I am coming up on my 3 year re-birth anniversary.
That is a huge accomplishment. One that I didn’t know if I would make. I can remember being discharged after being in the hospital for nearly three months. I yearned for the comfort of my family and my daily routine, but I was also scared to death. I was scared to leave the safety net of the hospital. The doctor was always there and although I hated being there, I was afraid of leaving. I didn’t know at that time, that these feelings were completely normal. I have learned a lot on this journey and there are a few tips that I would share with others who are facing this obstacle.
- You will face new challenges. Just because treatment comes to an end or your get to go home from the hospital, doesn’t mean that life will be free of challenges. While you may not have to go to chemotherapy, many financial, emotional and physical challenges will bombard you each day. I didn’t deal with panic until after my treatment was over- and it’s a big challenge I wasn’t expecting! I now know that it also completely normal to experience these things. I certainly recommend finding others to talk to. Whether it’s your doctor, partner or other survivors, it’s good to know you are not alone.
- Take control of your health. Just because you’ve had cancer, doesn’t mean that you shouldn’t watch what you eat or lay around on the couch all day. I really think that moderation is the key here. You didn’t survive cancer to never eat carbs again. It’s ok to chill and watch Netfilx. It just needs to be balanced. I really found keeping a diet and activity diary helpful (there are a lot of apps out there that can help you with this).
- Loneliness is not unusual. You have been through a major life change. Not everyone can identify with your journey. Many people will expect you to “get back to normal.” You may even expect this from yourself! A new normal will establish itself, it will take time. You may feel like you are disappointing others. More often than not this is not the case. It’s good to talk about these things with your family and maybe even see a counselor for a while. There are many online support systems. I recommend reaching out to those who you trust.

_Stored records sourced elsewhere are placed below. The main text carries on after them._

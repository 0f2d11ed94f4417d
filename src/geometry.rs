//! Line and selection geometry helpers

use crate::buffer::{TextBuffer, LINE_BREAK};
use crate::types::Selection;

/// True for a missing character (document start/end) or a line break
pub fn is_line_boundary(c: Option<char>) -> bool {
    match c {
        None => true,
        Some(c) => c == LINE_BREAK,
    }
}

/// True if only spaces and tabs sit between the start of the line and `pos`
pub fn is_before_line_content_start<B: TextBuffer + ?Sized>(buffer: &B, pos: usize) -> bool {
    let mut offset = pos;
    loop {
        let c = buffer.char_before(offset);
        if is_line_boundary(c) {
            return true;
        }
        match c {
            Some(' ') | Some('\t') => offset -= 1,
            _ => return false,
        }
    }
}

/// True if `selection` starts at a line start and ends at a line end.
///
/// The end counts as a line end when the character after it is a boundary,
/// or when the selection's last character is itself a line break (the
/// selection already includes the break and stops at the next line's start).
pub fn selection_is_full_lines<B: TextBuffer + ?Sized>(buffer: &B, selection: &Selection) -> bool {
    let start = selection.start();
    let end = selection.end();

    let starts_at_line_start = is_line_boundary(buffer.char_before(start));
    let ends_at_line_end = is_line_boundary(buffer.char_at(end))
        || (end > start && buffer.char_before(end) == Some(LINE_BREAK));

    starts_at_line_start && ends_at_line_end
}

/// Start offsets of every line the selection overlaps, in document order.
///
/// Walks from the line containing the selection start up to, but not
/// including, the first line starting at or after the selection end.
pub fn line_starts_in_selection<'a, B: TextBuffer + ?Sized>(
    buffer: &'a B,
    selection: &Selection,
) -> LineStarts<'a, B> {
    let line = buffer.line_of(selection.start());
    LineStarts {
        buffer,
        line: Some(line),
        end: selection.end(),
    }
}

/// Iterator returned by [`line_starts_in_selection`]
pub struct LineStarts<'a, B: TextBuffer + ?Sized> {
    buffer: &'a B,
    line: Option<usize>,
    end: usize,
}

impl<B: TextBuffer + ?Sized> Iterator for LineStarts<'_, B> {
    type Item = usize;

    fn next(&mut self) -> Option<usize> {
        let line = self.line?;
        let start = self.buffer.line_start(line);
        if start >= self.end {
            self.line = None;
            return None;
        }
        self.line = (line + 1 < self.buffer.line_count()).then_some(line + 1);
        Some(start)
    }
}

#[cfg(test)]
mod tests {
    use super::*;
    use crate::buffer::RopeBuffer;

    #[test]
    fn test_line_boundary() {
        assert!(is_line_boundary(None));
        assert!(is_line_boundary(Some('\n')));
        assert!(!is_line_boundary(Some(' ')));
    }

    #[test]
    fn test_before_line_content_start() {
        let buffer = RopeBuffer::from_text("ab\n \t cd");
        assert!(is_before_line_content_start(&buffer, 0));
        assert!(!is_before_line_content_start(&buffer, 1));
        assert!(is_before_line_content_start(&buffer, 3));
        assert!(is_before_line_content_start(&buffer, 6));
        assert!(!is_before_line_content_start(&buffer, 7));
    }

    #[test]
    fn test_partial_line_selection_is_not_full_lines() {
        let buffer = RopeBuffer::from_text("ab\ncd");
        assert!(!selection_is_full_lines(&buffer, &Selection::new(4, 1)));
    }

    #[test]
    fn test_full_line_selections() {
        let buffer = RopeBuffer::from_text("ab\ncd\nef");
        // "ab" without its break
        assert!(selection_is_full_lines(&buffer, &Selection::new(2, 0)));
        // "ab\ncd\n", ending at the start of the next line
        assert!(selection_is_full_lines(&buffer, &Selection::new(6, 0)));
        // "cd\nef" up to the document end
        assert!(selection_is_full_lines(&buffer, &Selection::new(3, 8)));
        // starts mid-line
        assert!(!selection_is_full_lines(&buffer, &Selection::new(6, 1)));
    }

    #[test]
    fn test_line_starts_in_selection() {
        let buffer = RopeBuffer::from_text("ab\ncd\nef\n");
        let starts: Vec<usize> = line_starts_in_selection(&buffer, &Selection::new(7, 1)).collect();
        assert_eq!(starts, vec![0, 3, 6]);

        // Ending exactly at a line start excludes that line
        let starts: Vec<usize> = line_starts_in_selection(&buffer, &Selection::new(6, 0)).collect();
        assert_eq!(starts, vec![0, 3]);

        // Last line of the document
        let starts: Vec<usize> = line_starts_in_selection(&buffer, &Selection::new(9, 6)).collect();
        assert_eq!(starts, vec![6]);
    }
}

- Cancer is not a get of jail free card. I know that it is difficult to face other health challenges after completing cancer treatment, but it is more important than ever to make sure that you are in touch with your primary care provider. They will help to make sure that you are properly screened and monitored for other health issues. Your oncologist is not your primary care provider. While they may be a very important member of your health care team, make an effort to establish care with a doctor that can look at a wide scope of problems, not just your cancer.
- Fear is somewhat normal. What do healthy people worry about? Getting cancer. It would make absolute sense that since you’ve already faced cancer, you may have to again. What I have found most helpful- is to talk about this fear. It allows the brain to process the emotion better. Once again, this is a really important place to find help from others.
Your emotional health is just as important as your physical heath. As a survivor, we’ve spent a lot of time focusing on our physical health- rightfully so. However, that doesn’t mean our emotional health doesn’t need as much support, if not more. Survivorship is not just a checklist to complete, it is a lifestyle that you have to adjust to. Remember, you are NOT in this alone. So reach out for a helping hand when you need it.